## WORK ITEM:
Give the data again, word for word.

Saved entries
# # # # # # #

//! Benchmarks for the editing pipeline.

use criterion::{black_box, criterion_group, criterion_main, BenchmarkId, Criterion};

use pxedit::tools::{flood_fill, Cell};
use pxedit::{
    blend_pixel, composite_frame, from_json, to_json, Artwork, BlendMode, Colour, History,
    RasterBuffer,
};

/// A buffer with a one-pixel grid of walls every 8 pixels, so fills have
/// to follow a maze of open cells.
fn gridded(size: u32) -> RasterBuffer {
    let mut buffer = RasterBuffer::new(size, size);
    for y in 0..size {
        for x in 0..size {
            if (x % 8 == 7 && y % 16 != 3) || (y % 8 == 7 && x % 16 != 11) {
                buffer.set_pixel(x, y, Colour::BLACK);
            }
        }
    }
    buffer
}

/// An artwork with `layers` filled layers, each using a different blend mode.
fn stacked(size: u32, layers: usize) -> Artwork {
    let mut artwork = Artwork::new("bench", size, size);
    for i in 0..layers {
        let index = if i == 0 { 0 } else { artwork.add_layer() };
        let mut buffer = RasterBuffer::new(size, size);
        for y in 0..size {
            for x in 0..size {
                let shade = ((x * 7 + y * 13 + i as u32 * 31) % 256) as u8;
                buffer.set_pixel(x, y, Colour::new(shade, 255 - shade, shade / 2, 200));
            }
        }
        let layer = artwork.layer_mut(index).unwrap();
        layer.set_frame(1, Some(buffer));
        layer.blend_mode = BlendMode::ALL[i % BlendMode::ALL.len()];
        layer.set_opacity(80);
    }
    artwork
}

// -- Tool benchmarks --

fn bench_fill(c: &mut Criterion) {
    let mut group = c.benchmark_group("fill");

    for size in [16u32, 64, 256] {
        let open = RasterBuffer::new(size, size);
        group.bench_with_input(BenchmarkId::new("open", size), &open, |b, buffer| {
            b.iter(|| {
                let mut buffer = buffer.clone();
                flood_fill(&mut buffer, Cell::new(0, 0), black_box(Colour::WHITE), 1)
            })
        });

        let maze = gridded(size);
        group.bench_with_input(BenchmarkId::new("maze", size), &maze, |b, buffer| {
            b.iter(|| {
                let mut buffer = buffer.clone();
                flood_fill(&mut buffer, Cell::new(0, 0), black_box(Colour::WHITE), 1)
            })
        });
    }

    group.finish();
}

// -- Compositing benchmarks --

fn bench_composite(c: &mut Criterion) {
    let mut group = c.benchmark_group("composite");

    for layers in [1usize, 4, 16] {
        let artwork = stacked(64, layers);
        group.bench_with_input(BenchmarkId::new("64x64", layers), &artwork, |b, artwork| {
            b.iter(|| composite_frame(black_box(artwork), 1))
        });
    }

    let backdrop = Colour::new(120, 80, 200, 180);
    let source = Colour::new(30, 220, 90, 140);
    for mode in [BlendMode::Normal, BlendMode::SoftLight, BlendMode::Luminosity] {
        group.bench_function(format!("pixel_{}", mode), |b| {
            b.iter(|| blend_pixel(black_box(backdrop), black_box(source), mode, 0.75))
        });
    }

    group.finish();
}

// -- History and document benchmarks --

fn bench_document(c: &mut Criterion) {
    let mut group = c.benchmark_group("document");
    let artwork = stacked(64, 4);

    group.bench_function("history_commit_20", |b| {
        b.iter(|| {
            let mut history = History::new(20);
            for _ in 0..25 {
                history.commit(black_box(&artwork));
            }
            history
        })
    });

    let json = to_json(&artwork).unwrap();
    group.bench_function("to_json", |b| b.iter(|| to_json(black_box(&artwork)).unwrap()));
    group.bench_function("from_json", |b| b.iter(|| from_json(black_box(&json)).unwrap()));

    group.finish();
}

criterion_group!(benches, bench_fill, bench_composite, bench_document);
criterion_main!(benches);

# # # # # # #

## SOLUTION FOR THIS TASK:
//! Benchmarks for the editing pipeline.

use criterion::{black_box, criterion_group, criterion_main, BenchmarkId, Criterion};

use pxedit::tools::{flood_fill, Cell};
use pxedit::{
    blend_pixel, composite_frame, from_json, to_json, Artwork, BlendMode, Colour, History,
    RasterBuffer,
};

/// A buffer with a one-pixel grid of walls every 8 pixels, so fills have
/// to follow a maze of open cells.
fn gridded(size: u32) -> RasterBuffer {
    let mut buffer = RasterBuffer::new(size, size);
    for y in 0..size {
        for x in 0..size {
            if (x % 8 == 7 && y % 16 != 3) || (y % 8 == 7 && x % 16 != 11) {
                buffer.set_pixel(x, y, Colour::BLACK);
            }
        }
    }
    buffer
}

/// An artwork with `layers` filled layers, each using a different blend mode.
fn stacked(size: u32, layers: usize) -> Artwork {
    let mut artwork = Artwork::new("bench", size, size);
    for i in 0..layers {
        let index = if i == 0 { 0 } else { artwork.add_layer() };
        let mut buffer = RasterBuffer::new(size, size);
        for y in 0..size {
            for x in 0..size {
                let shade = ((x * 7 + y * 13 + i as u32 * 31) % 256) as u8;
                buffer.set_pixel(x, y, Colour::new(shade, 255 - shade, shade / 2, 200));
            }
        }
        let layer = artwork.layer_mut(index).unwrap();
        layer.set_frame(1, Some(buffer));
        layer.blend_mode = BlendMode::ALL[i % BlendMode::ALL.len()];
        layer.set_opacity(80);
    }
    artwork
}

// -- Tool benchmarks --

fn bench_fill(c: &mut Criterion) {
    let mut group = c.benchmark_group("fill");

    for size in [16u32, 64, 256] {
        let open = RasterBuffer::new(size, size);
        group.bench_with_input(BenchmarkId::new("open", size), &open, |b, buffer| {
            b.iter(|| {
                let mut buffer = buffer.clone();
                flood_fill(&mut buffer, Cell::new(0, 0), black_box(Colour::WHITE), 1)
            })
        });

        let maze = gridded(size);
        group.bench_with_input(BenchmarkId::new("maze", size), &maze, |b, buffer| {
            b.iter(|| {
                let mut buffer = buffer.clone();
                flood_fill(&mut buffer, Cell::new(0, 0), black_box(Colour::WHITE), 1)
            })
        });
    }

    group.finish();
}

// -- Compositing benchmarks --

fn bench_composite(c: &mut Criterion) {
    let mut group = c.benchmark_group("composite");

    for layers in [1usize, 4, 16] {
        let artwork = stacked(64, layers);
        group.bench_with_input(BenchmarkId::new("64x64", layers), &artwork, |b, artwork| {
            b.iter(|| composite_frame(black_box(artwork), 1))
        });
    }

    let backdrop = Colour::new(120, 80, 200, 180);
    let source = Colour::new(30, 220, 90, 140);
    for mode in [BlendMode::Normal, BlendMode::SoftLight, BlendMode::Luminosity] {
        group.bench_function(format!("pixel_{}", mode), |b| {
            b.iter(|| blend_pixel(black_box(backdrop), black_box(source), mode, 0.75))
        });
    }

    group.finish();
}

// -- History and document benchmarks --

fn bench_document(c: &mut Criterion) {
    let mut group = c.benchmark_group("document");
    let artwork = stacked(64, 4);

    group.bench_function("history_commit_20", |b| {
        b.iter(|| {
            let mut history = History::new(20);
            for _ in 0..25 {
                history.commit(black_box(&artwork));
            }
            history
        })
    });

    let json = to_json(&artwork).unwrap();
    group.bench_function("to_json", |b| b.iter(|| to_json(black_box(&artwork)).unwrap()));
    group.bench_function("from_json", |b| b.iter(|| from_json(black_box(&json)).unwrap()));

    group.finish();
}

criterion_group!(benches, bench_fill, bench_composite, bench_document);
criterion_main!(benches);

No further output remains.